Comme à Ecran Noir on aime vous faire partager nos découvertes, alors après le court-métrage Bandit Manchot réalisé par Domnique Heinry avec Marie Denarnaud, voici l’instant Court n° 56.

Le mois de décembre annonce les vacances de Noël et en même temps un nouveau record d’entrées en salles pour le film Intouchables : avec plus de 10 millions de spectateurs, ça sera le film le plus vu de l’année. Certains des gros blockbusters américains (comme Harry Potter 7, Twilight 4Mission Impossible 4…) ne bénéficient pas de cette image de film pour toute la famille de 7 à 77 ans, qui fait passer un bon moment.
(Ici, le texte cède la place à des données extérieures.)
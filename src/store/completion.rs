//! Completion (file state) set: images the user explicitly confirmed.

use std::collections::{BTreeMap, BTreeSet};
use std::path::{Path, PathBuf};

use crate::model::ImageKey;
use crate::store::error::StoreError;

/// Paths of images the user has manually saved.
///
/// Only completed images are written to the manual label file and only
/// completed images are exported. Paths are also indexed by [`ImageKey`]
/// so key lookups during export do not scan the whole set.
#[derive(Debug, Clone, Default, PartialEq, Eq)]
pub struct CompletionSet {
    paths: BTreeSet<PathBuf>,
    by_key: BTreeMap<ImageKey, BTreeSet<PathBuf>>,
}

impl CompletionSet {
    pub fn new() -> Self {
        Self::default()
    }

    /// Parse `path\t<state>` lines. A line without a state is still a completed path.
    pub fn parse(content: &str) -> Self {
        let mut set = Self::new();
        content
            .lines()
            .map(|line| line.split_once('\t').map_or(line, |(path, _)| path).trim())
            .filter(|path| !path.is_empty())
            .for_each(|path| {
                set.insert(path);
            });
        set
    }

    /// Read from disk; a missing file is an empty set.
    pub fn read(path: &Path) -> Result<Self, StoreError> {
        if !path.exists() {
            log::debug!("No file state at {:?}, starting empty", path);
            return Ok(Self::new());
        }
        Ok(Self::parse(&std::fs::read_to_string(path)?))
    }

    /// Render as `path\t1` lines.
    pub fn render(&self) -> String {
        self.paths
            .iter()
            .map(|p| format!("{}\t1\n", p.display()))
            .collect()
    }

    /// Mark a path complete. Returns true if it was not already.
    pub fn insert(&mut self, path: impl Into<PathBuf>) -> bool {
        let path = path.into();
        if let Some(key) = ImageKey::from_path(&path) {
            self.by_key.entry(key).or_default().insert(path.clone());
        }
        self.paths.insert(path)
    }

    pub fn remove(&mut self, path: &Path) -> bool {
        if let Some(key) = ImageKey::from_path(path) {
            if let Some(paths) = self.by_key.get_mut(&key) {
                paths.remove(path);
                if paths.is_empty() {
                    self.by_key.remove(&key);
                }
            }
        }
        self.paths.remove(path)
    }

    pub fn contains(&self, path: &Path) -> bool {
        self.paths.contains(path)
    }

    /// Whether any completed path maps to `key`.
    pub fn contains_key(&self, key: &ImageKey) -> bool {
        self.by_key.contains_key(key)
    }

    /// First completed path, in path order, that maps to `key`.
    pub fn path_for_key(&self, key: &ImageKey) -> Option<&Path> {
        self.by_key
            .get(key)
            .and_then(|paths| paths.first())
            .map(PathBuf::as_path)
    }

    /// Keys of every completed path.
    pub fn keys(&self) -> BTreeSet<ImageKey> {
        self.by_key.keys().cloned().collect()
    }

    pub fn iter(&self) -> impl Iterator<Item = &Path> {
        self.paths.iter().map(PathBuf::as_path)
    }

    pub fn len(&self) -> usize {
        self.paths.len()
    }

    pub fn is_empty(&self) -> bool {
        self.paths.is_empty()
    }
}

#[cfg(test)]
mod tests {
    use super::*;

    #[test]
    fn test_parse_and_render() {
        let set = CompletionSet::parse("/data/a/2.jpg\t1\n/data/a/1.jpg\t1\n\n");
        assert_eq!(set.len(), 2);
        assert_eq!(set.render(), "/data/a/1.jpg\t1\n/data/a/2.jpg\t1\n");
    }

    #[test]
    fn test_line_without_state() {
        let set = CompletionSet::parse("/data/a/1.jpg\n");
        assert!(set.contains(Path::new("/data/a/1.jpg")));
    }

    #[test]
    fn test_key_lookup() {
        let mut set = CompletionSet::new();
        set.insert("/data/a/1.jpg");
        let key = ImageKey::parse("a/1.jpg").unwrap();
        assert!(set.contains_key(&key));
        assert_eq!(set.path_for_key(&key), Some(Path::new("/data/a/1.jpg")));
        assert!(!set.contains_key(&ImageKey::parse("a/2.jpg").unwrap()));
    }

    #[test]
    fn test_key_index_follows_removal() {
        let mut set = CompletionSet::new();
        set.insert("/data/b/a/1.jpg");
        set.insert("/data/a/1.jpg");
        let key = ImageKey::parse("a/1.jpg").unwrap();
        assert_eq!(set.path_for_key(&key), Some(Path::new("/data/a/1.jpg")));

        assert!(set.remove(Path::new("/data/a/1.jpg")));
        assert_eq!(set.path_for_key(&key), Some(Path::new("/data/b/a/1.jpg")));

        assert!(set.remove(Path::new("/data/b/a/1.jpg")));
        assert!(!set.contains_key(&key));
        assert!(set.keys().is_empty());
        assert!(set.is_empty());
    }
}
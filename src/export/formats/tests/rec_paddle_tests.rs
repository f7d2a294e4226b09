//! Tests for the line-dialect recognition exporter.

use super::{TestProject, collinear, rect};
use crate::export::formats::{RecPaddleExporter, export_single_image};
use crate::export::{DatasetExporter, ExportOptions, WarningKind};

#[test]
fn test_rec_metadata() {
    let exporter = RecPaddleExporter;
    assert_eq!(exporter.id(), "rec");
    assert_eq!(exporter.output_file(), "rec_label.txt");
}

#[test]
fn test_rec_skips_degenerate_and_difficult() {
    let mut project = TestProject::new();
    let image = project.add_image("1.jpg", 100, 60);
    project.confirm(
        &image,
        vec![
            rect("hello", 10, 10, 40, 20),
            collinear("bad"),
            rect("hidden", 60, 10, 20, 20).with_difficult(true),
            rect("world", 10, 35, 60, 20),
        ],
    );

    let result = project.export(&RecPaddleExporter);

    assert_eq!(
        project.read("rec_label.txt"),
        "crop_img/1_crop_0.jpg\thello\ncrop_img/1_crop_3.jpg\tworld\n"
    );
    assert_eq!(result.annotations_exported, 2);

    let degenerate: Vec<_> = result.warnings_of(WarningKind::DegenerateGeometry).collect();
    assert_eq!(degenerate.len(), 1);
    assert_eq!(degenerate[0].shape_index, Some(1));
    assert_eq!(degenerate[0].image.as_ref().unwrap().as_str(), "a/1.jpg");

    let crop = image::open(project.project.join("crop_img/1_crop_0.jpg")).unwrap();
    assert_eq!((crop.width(), crop.height()), (40, 20));
    assert!(!project.project.join("crop_img/1_crop_1.jpg").exists());
    assert!(!project.project.join("crop_img/1_crop_2.jpg").exists());
}

#[test]
fn test_rec_polygon_is_reduced() {
    let mut project = TestProject::new();
    let image = project.add_image("1.jpg", 120, 60);
    let polygon = crate::model::ShapeRecord::new(
        "poly",
        [(10, 10), (50, 10), (90, 10), (90, 30), (50, 30), (10, 30)]
            .into_iter()
            .map(crate::model::Point::from)
            .collect(),
    );
    project.confirm(&image, vec![polygon]);

    let result = project.export(&RecPaddleExporter);

    assert_eq!(result.annotations_exported, 1);
    let crop = image::open(project.project.join("crop_img/1_crop_0.jpg")).unwrap();
    assert_eq!((crop.width(), crop.height()), (80, 20));
}

#[test]
fn test_rec_unreadable_image_continues() {
    let mut project = TestProject::new();
    let broken = project.project.join("0.jpg");
    std::fs::write(&broken, b"not an image").unwrap();
    project.confirm(&broken, vec![rect("lost", 0, 0, 5, 5)]);
    let good = project.add_image("1.jpg", 40, 40);
    project.confirm(&good, vec![rect("kept", 5, 5, 20, 10)]);

    let result = project.export(&RecPaddleExporter);

    assert_eq!(result.warnings_of(WarningKind::UnreadableImage).count(), 1);
    assert_eq!(project.read("rec_label.txt"), "crop_img/1_crop_0.jpg\tkept\n");
}

#[test]
fn test_rec_rerun_is_byte_identical() {
    let mut project = TestProject::new();
    let image = project.add_image("1.jpg", 50, 50);
    project.confirm(&image, vec![rect("a", 5, 5, 30, 12)]);

    project.export(&RecPaddleExporter);
    let label = project.read("rec_label.txt");
    let crop = std::fs::read(project.project.join("crop_img/1_crop_0.jpg")).unwrap();

    project.export(&RecPaddleExporter);
    assert_eq!(project.read("rec_label.txt"), label);
    assert_eq!(
        std::fs::read(project.project.join("crop_img/1_crop_0.jpg")).unwrap(),
        crop
    );
}

#[test]
fn test_single_image_export() {
    let mut project = TestProject::new();
    let image = project.add_image("scan.jpg", 60, 40);
    project.confirm(
        &image,
        vec![rect("top", 5, 5, 40, 10), rect("bottom", 5, 20, 40, 10)],
    );

    let result = export_single_image(&project.store, &image, &ExportOptions::new()).unwrap();

    assert_eq!(result.annotations_exported, 2);
    assert_eq!(
        project.read("rec_gt_scan.txt"),
        "scan_0.jpg\ttop\nscan_1.jpg\tbottom\n"
    );
    assert!(project.project.join("crop_img/scan_1.jpg").exists());
}
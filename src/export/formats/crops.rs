//! Recognition crops shared by the recognition exporters.

use std::io::Cursor;

use image::{ImageFormat, RgbImage};

use crate::export::dataset::{DatasetEntry, ExportDataset};
use crate::export::error::ExportError;
use crate::export::traits::{EncodedCrop, ExportResult, ExportWarning, WarningKind};
use crate::geometry;
use crate::model::ImageKey;

/// One recognition sample: a crop file and its transcription.
#[derive(Debug, Clone, PartialEq, Eq)]
pub(crate) struct RecSample {
    pub file_name: String,
    pub text: String,
}

/// Crops for a whole dataset plus the bookkeeping gathered on the way.
#[derive(Debug, Default)]
pub(crate) struct CropBatch {
    pub samples: Vec<RecSample>,
    pub crops: Vec<EncodedCrop>,
    pub result: ExportResult,
}

/// Rectify every non-difficult shape of every image.
///
/// `name_crop` receives the image key and the shape's index in its image;
/// difficult shapes still consume an index. Missing or unreadable images
/// and degenerate shapes are skipped and reported.
pub(crate) fn collect_crops(
    dataset: &ExportDataset,
    name_crop: impl Fn(&ImageKey, usize) -> String,
) -> Result<CropBatch, ExportError> {
    let mut batch = CropBatch::default();

    for entry in dataset.entries() {
        let Some(image) = load_image(entry, &mut batch.result) else {
            continue;
        };
        batch.result.images_exported += 1;

        for (index, shape) in entry.shapes.iter().enumerate() {
            if shape.difficult {
                continue;
            }

            let crop = geometry::reduce_to_quad(&shape.points)
                .and_then(|quad| geometry::rectify_crop(&image, &quad));
            let Some(crop) = crop else {
                batch.result.add_warning(
                    ExportWarning::new(
                        WarningKind::DegenerateGeometry,
                        format!("cannot rectify '{}'", shape.transcription),
                    )
                    .with_image(&entry.key)
                    .with_shape(index),
                );
                continue;
            };

            let file_name = name_crop(&entry.key, index);
            batch.crops.push(EncodedCrop {
                file_name: file_name.clone(),
                bytes: encode_jpeg(&crop)?,
            });
            batch.samples.push(RecSample {
                file_name,
                text: shape.transcription.clone(),
            });
            batch.result.annotations_exported += 1;
        }
    }

    Ok(batch)
}

/// Decode an entry's image, recording a warning when that is not possible.
pub(crate) fn load_image(entry: &DatasetEntry, result: &mut ExportResult) -> Option<RgbImage> {
    if !check_source(entry, result) {
        return None;
    }

    match image::open(&entry.image_path) {
        Ok(image) => Some(image.to_rgb8()),
        Err(e) => {
            result.add_warning(
                ExportWarning::new(WarningKind::UnreadableImage, e.to_string())
                    .with_image(&entry.key),
            );
            None
        }
    }
}

/// Record a warning for an image file that no longer exists.
///
/// Returns true when the file is present.
pub(crate) fn check_source(entry: &DatasetEntry, result: &mut ExportResult) -> bool {
    if entry.image_path.is_file() {
        return true;
    }
    result.add_warning(
        ExportWarning::new(
            WarningKind::MissingSourceImage,
            format!("{:?} not found", entry.image_path),
        )
        .with_image(&entry.key),
    );
    false
}

/// Encode a crop as JPEG.
pub(crate) fn encode_jpeg(image: &RgbImage) -> Result<Vec<u8>, ExportError> {
    let mut bytes = Vec::new();
    image.write_to(&mut Cursor::new(&mut bytes), ImageFormat::Jpeg)?;
    Ok(bytes)
}
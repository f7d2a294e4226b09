//! Unit tests for dataset exporters.
//!
//! Each test builds a throwaway project directory with real image files and
//! a label store, then runs an exporter against it.

mod det_mmocr_tests;
mod rec_paddle_tests;

use std::path::{Path, PathBuf};

use image::{Rgb, RgbImage};

use crate::export::{DatasetExporter, ExportDataset, ExportOptions, ExportResult};
use crate::model::{Point, ShapeRecord};
use crate::store::{LabelStore, SaveMode};

/// A project directory named `a` inside a temp dir.
pub(super) struct TestProject {
    _dir: tempfile::TempDir,
    pub project: PathBuf,
    pub store: LabelStore,
}

impl TestProject {
    pub fn new() -> Self {
        let dir = tempfile::tempdir().unwrap();
        let project = dir.path().join("a");
        std::fs::create_dir(&project).unwrap();
        let store = LabelStore::new(&project);
        Self {
            _dir: dir,
            project,
            store,
        }
    }

    /// Write a gradient image and return its path.
    pub fn add_image(&self, name: &str, width: u32, height: u32) -> PathBuf {
        let path = self.project.join(name);
        let image = RgbImage::from_fn(width, height, |x, y| {
            Rgb([(x % 256) as u8, (y % 256) as u8, 128])
        });
        image.save(&path).unwrap();
        path
    }

    /// Confirm an image with the given shapes.
    pub fn confirm(&mut self, image: &Path, shapes: Vec<ShapeRecord>) {
        self.store.put(image, shapes, SaveMode::Manual).unwrap();
    }

    /// Run an exporter into the project directory.
    pub fn export(&self, exporter: &dyn DatasetExporter) -> ExportResult {
        let dataset = ExportDataset::from_store(&self.store).unwrap();
        exporter.export(&dataset, &ExportOptions::new()).unwrap()
    }

    pub fn read(&self, name: &str) -> String {
        std::fs::read_to_string(self.project.join(name)).unwrap()
    }
}

/// Axis-aligned rectangle as a four-point record.
pub(super) fn rect(text: &str, x: i32, y: i32, w: i32, h: i32) -> ShapeRecord {
    ShapeRecord::new(
        text,
        vec![
            Point::new(x, y),
            Point::new(x + w, y),
            Point::new(x + w, y + h),
            Point::new(x, y + h),
        ],
    )
}

/// Four collinear points.
pub(super) fn collinear(text: &str) -> ShapeRecord {
    ShapeRecord::new(
        text,
        vec![
            Point::new(0, 0),
            Point::new(10, 0),
            Point::new(20, 0),
            Point::new(30, 0),
        ],
    )
}
//! Label persistence for one project directory.
//!
//! Three stores live side by side in the project directory:
//!
//! - **Manual labels** (`Label.txt`): shapes the user confirmed.
//! - **Recognition cache** (`Cache.cach`): batch recognition output that has
//!   not been confirmed yet.
//! - **Completion** (`fileState.txt`): paths of confirmed images.
//!
//! The manual and cache files share the `key\tjson` line format handled by
//! [`label_file`]. On open the cache fills gaps in the manual labels but
//! never overrides them.

mod auto_save;
mod completion;
mod error;
pub mod label_file;
mod label_store;
mod locked;

pub use auto_save::{AutoSaveManager, AutoSavePolicy};
pub use completion::CompletionSet;
pub use error::StoreError;
pub use label_file::{LabelMap, RawLabelLine};
pub use label_store::{LabelStore, PutOutcome, SaveMode};
pub use locked::LockedShapes;
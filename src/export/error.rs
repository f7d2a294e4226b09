//! Error types for dataset export operations.

use thiserror::Error;

use crate::store::StoreError;

/// Errors that abort an export.
///
/// Problems with individual images or shapes are not errors; they become
/// [`ExportWarning`](crate::export::ExportWarning)s in the export result.
#[derive(Error, Debug)]
pub enum ExportError {
    /// I/O error during file operations
    #[error("IO error: {0}")]
    Io(#[from] std::io::Error),

    /// JSON serialization error
    #[error("JSON error: {0}")]
    Json(#[from] serde_json::Error),

    /// Image encoding error
    #[error("Image error: {0}")]
    Image(#[from] image::ImageError),

    /// The label store could not be read or re-synced
    #[error("Label store error: {0}")]
    Store(#[from] StoreError),

    /// Nothing to export yet; no output file was written
    #[error("Nothing to export: {reason}")]
    EmptyExportPrecondition {
        /// Why the export cannot run
        reason: String,
    },

    /// No exporter registered under the requested id
    #[error("Unknown export format '{0}'")]
    UnknownExporter(String),
}

impl ExportError {
    /// Create an empty-export error with a reason.
    pub fn empty(reason: impl Into<String>) -> Self {
        Self::EmptyExportPrecondition {
            reason: reason.into(),
        }
    }
}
Un nouvelle fois c’est donc un film français qui "casse la baraque" au-delà des prévisions les plus optimistes des pros du marketing, comme cela fut le cas pour Bienvenue chez les Ch'tis de Danny Boon ou il y a quelques années Un indien dans la ville produit par Thierry Lhermitte.

Le film Intouchables fait donc le bonheur des exploitants de cinéma avec la complicité d'Omar Sy et de François Cluzet, et le succès se poursuivra encore plusieurs mois avec la cérémonie des Césars…

Chacun, comme les heureux producteurs du film, rêve que rencontrer un génie capable de réaliser tout les vœux qui le combleraient de bonheur... le rêve devient réalité (ou tout au moins fiction) avec le court-métrage Dans mon jardin, réalisé par Sylvain Gillet. Il existerait en effet un concours du meilleur génie pour rendre une personne la plus heureuse possible…

Ecran Noir : Quel parcours vous a conduit à être à la fois acteur et cinéaste ?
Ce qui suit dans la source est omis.